TASK TO CARRY OUT: Only a number is wanted here. Tally the lines of the data that contain "amount".

RECORDS TO PROCESS Start Marker

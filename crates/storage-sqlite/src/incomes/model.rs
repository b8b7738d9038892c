use chrono::{NaiveDate, NaiveDateTime};
use diesel::prelude::*;

use hivebook_core::incomes::{Income, NewIncome};

use crate::utils::parse_decimal_tolerant;

#[derive(Queryable, Selectable, Insertable, Identifiable, Debug, Clone)]
#[diesel(table_name = crate::schema::incomes)]
#[diesel(check_for_backend(diesel::sqlite::Sqlite))]
pub struct IncomeDB {
    pub id: String,
    pub user_id: String,
    pub received_on: NaiveDate,
    pub amount: String,
    pub source: String,
    pub description: Option<String>,
    pub invoice_id: Option<String>,
    pub created_at: NaiveDateTime,
    pub updated_at: NaiveDateTime,
}

#[derive(AsChangeset, Debug, Clone)]
#[diesel(table_name = crate::schema::incomes)]
#[diesel(treat_none_as_null = true)]
pub struct IncomeChangesDB {
    pub received_on: NaiveDate,
    pub amount: String,
    pub source: String,
    pub description: Option<String>,
    pub invoice_id: Option<String>,
    pub updated_at: NaiveDateTime,
}

impl IncomeDB {
    pub fn from_new(id: String, user_id: String, new: NewIncome, now: NaiveDateTime) -> Self {
        Self {
            id,
            user_id,
            received_on: new.received_on,
            amount: new.amount.to_string(),
            source: new.source,
            description: new.description,
            invoice_id: new.invoice_id,
            created_at: now,
            updated_at: now,
        }
    }
}

impl IncomeChangesDB {
    pub fn from_new(changes: NewIncome, now: NaiveDateTime) -> Self {
        Self {
            received_on: changes.received_on,
            amount: changes.amount.to_string(),
            source: changes.source,
            description: changes.description,
            invoice_id: changes.invoice_id,
            updated_at: now,
        }
    }
}

impl From<IncomeDB> for Income {
    fn from(db: IncomeDB) -> Self {
        Self {
            amount: parse_decimal_tolerant(&db.amount, "income amount"),
            id: db.id,
            user_id: db.user_id,
            received_on: db.received_on,
            source: db.source,
            description: db.description,
            invoice_id: db.invoice_id,
            created_at: db.created_at,
            updated_at: db.updated_at,
        }
    }
}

RECORDS TO PROCESS End Marker

SOLUTION: 5